Member of the Provincial Assembly of the Punjab
- Incumbent
- Assumed office 24 February 2024
- Constituency: PP-205 Khanewal-I

Member of the Provincial Assembly of the Punjab
- In office 29 May 2013 – 31 May 2018
- Constituency: PP-212 (Khanewal-I)

Personal details
- Born: 18 April 1970 (age 56) Multan, Punjab, Pakistan
- Party: PPP (2025-present)
- Other political affiliations: PMLN (2024-2025) PTI (2018-2023) PMLN (2013-2018)
- Relations: Raza Hayat Hiraj (brother) Asghar Hayat (brother)
- Parent: Mahr Khizar Hayat Hiraj
- Alma mater: Government College University, Lahore Quaid-i-Azam University American InterContinental University

= Muhammad Akbar Hayat Hiraj =

Pakistani politician

Muhammad Akbar Hayat Hiraj (born 18 April 1970) is a Pakistani politician who serves as a Member of the Provincial Assembly of Punjab.

==Early life and education==
He was born on 18 April 1973 in Multan to Mahr Khizar Hayat Hiraj.
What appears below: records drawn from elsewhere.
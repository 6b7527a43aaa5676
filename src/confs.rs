//! Tunnel configuration store.
//!
//! Resolves configuration names against the `wireproxy_confs` directory.
//! Names are normalized to always carry the `.conf` suffix, so clients may
//! pass either `sweden` or `sweden.conf` and reach the same file.

use std::fs;
use std::path::{Path, PathBuf};

use crate::{DaemonError, Result};

/// Read-only view over the tunnel configuration directory.
#[derive(Debug, Clone)]
pub struct ConfStore {
    configs_dir: PathBuf,
}

impl ConfStore {
    /// Construct a store rooted at `configs_dir`.
    #[must_use]
    pub fn new(configs_dir: PathBuf) -> Self {
        Self { configs_dir }
    }

    /// Append the `.conf` suffix when absent. Idempotent.
    #[must_use]
    pub fn normalize_name(name: &str) -> String {
        if name.ends_with(".conf") {
            name.to_owned()
        } else {
            format!("{name}.conf")
        }
    }

    /// Whether the normalized name resolves to a regular file.
    #[must_use]
    pub fn exists(&self, name: &str) -> bool {
        self.path_of(name).is_file()
    }

    /// Resolved path for the normalized name.
    #[must_use]
    pub fn path_of(&self, name: &str) -> PathBuf {
        self.configs_dir.join(Self::normalize_name(name))
    }

    /// The directory this store reads from.
    #[must_use]
    pub fn dir(&self) -> &Path {
        &self.configs_dir
    }

    /// List available configuration file names, sorted ascending.
    ///
    /// Only regular files with a `.conf` extension are included. A missing
    /// directory yields an empty list rather than an error.
    ///
    /// # Errors
    ///
    /// Returns `DaemonError::Io` if the directory exists but cannot be read.
    pub fn list(&self) -> Result<Vec<String>> {
        if !self.configs_dir.exists() {
            return Ok(Vec::new());
        }

        let entries = fs::read_dir(&self.configs_dir).map_err(|err| {
            DaemonError::Io(format!(
                "failed to read {}: {err}",
                self.configs_dir.display()
            ))
        })?;

        let mut names = Vec::new();
        for entry in entries {
            let entry = entry
                .map_err(|err| DaemonError::Io(format!("failed to read directory entry: {err}")))?;
            let path = entry.path();
            if path.is_file() && path.extension().is_some_and(|ext| ext == "conf") {
                if let Some(name) = path.file_name().and_then(|n| n.to_str()) {
                    names.push(name.to_owned());
                }
            }
        }

        names.sort();
        Ok(names)
    }
}
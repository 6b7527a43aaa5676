//! Lifecycle state machine for the managed tunnel process.

use std::sync::atomic::{AtomicU8, Ordering};
use std::sync::Mutex;

/// Lifecycle state of the supervisor. Exactly one value at any time.
#[derive(Debug, Clone, Copy, PartialEq, Eq)]
pub enum LifecycleState {
    /// No tunnel process is managed.
    Idle,
    /// A spin-up is in progress; the child may not be verified yet.
    Starting,
    /// The child passed the startup probe and is considered live.
    Running,
    /// A spin-down is in progress; termination has been initiated.
    Stopping,
}

impl LifecycleState {
    const fn as_u8(self) -> u8 {
        match self {
            Self::Idle => 0,
            Self::Starting => 1,
            Self::Running => 2,
            Self::Stopping => 3,
        }
    }

    const fn from_u8(raw: u8) -> Self {
        match raw {
            1 => Self::Starting,
            2 => Self::Running,
            3 => Self::Stopping,
            _ => Self::Idle,
        }
    }
}

/// Holds the current lifecycle state.
///
/// Reads are lock-free atomic loads; writes are validated against the
/// transition table and serialized by an internal mutex so that check and
/// store are atomic with respect to concurrent callers.
#[derive(Debug)]
pub struct StateMachine {
    current: AtomicU8,
    write_lock: Mutex<()>,
}

impl Default for StateMachine {
    fn default() -> Self {
        Self::new()
    }
}

impl StateMachine {
    /// Create a state machine in `Idle`.
    #[must_use]
    pub fn new() -> Self {
        Self {
            current: AtomicU8::new(LifecycleState::Idle.as_u8()),
            write_lock: Mutex::new(()),
        }
    }

    /// Current state, read without blocking.
    #[must_use]
    pub fn state(&self) -> LifecycleState {
        LifecycleState::from_u8(self.current.load(Ordering::SeqCst))
    }

    /// Whether the move appears in the transition table.
    #[must_use]
    pub fn is_valid_transition(from: LifecycleState, to: LifecycleState) -> bool {
        use LifecycleState::{Idle, Running, Starting, Stopping};
        matches!(
            (from, to),
            (Idle, Starting)
                | (Starting, Running | Idle)
                | (Running, Stopping | Idle)
                | (Stopping, Idle)
        )
    }

    /// Perform a validated transition.
    ///
    /// Returns `false` without changing state when the move is not in the
    /// table. A poisoned write lock is recovered rather than propagated so
    /// the lifecycle stays reachable after a panicked holder.
    pub fn transition_to(&self, next: LifecycleState) -> bool {
        let _guard = self
            .write_lock
            .lock()
            .unwrap_or_else(std::sync::PoisonError::into_inner);

        let current = self.state();
        if !Self::is_valid_transition(current, next) {
            return false;
        }

        self.current.store(next.as_u8(), Ordering::SeqCst);
        true
    }
}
He graduated in 1993 from Government College, Lahore. He holds a Master of Science degree in International Relations, obtained in 1996 from Quaid-e-Azam University, and a Master of Business Administration degree, received in 2001 from American InterContinental University.

==Career==
He served as Assistant Director in the Intelligence Bureau during 1996-97 and also worked as a consultant in PEMRA during 2002-04.

== Politics ==
He served as Tehsil Nazim of Kabirwala during 2004-09.

=== 2013 Elections ===
He participated in the 2013 Punjab provincial election as an independent candidate from Constituency PP-212 (Khanewal-I). He joined Pakistan Muslim League (N) in May 2013.

=== 2018 Elections ===
He participated in the 2018 Punjab provincial election as a candidate of Pakistan Tehreek-e-Insaf from Constituency PP-203 (Khanewal-I) and secured 47,267 votes but lost to Syed Khawar Ali Shah.

=== 2024 Elections ===
He participated in the 2024 Punjab provincial election as an independent candidate from Constituency PP-205 (Khanewal-I) and won by securing 63,128 votes. He joined PML-N on 14 February 2024. He took oath as member of the Punjab Assembly on 23 February 2024.

== Family ==
His brother, Raza Hayat Hiraj, was a Member of the National Assembly of Pakistan from 2002 to 2018 and has won the 2024 Pakistani general election from Constituency NA-144 Khanewal-I. His uncle, Sardar Allah Yar Hiraj, father of Hamid Yar Hiraj, served as a Member of the Provincial Assembly of the Punjab from 1985 to 1996.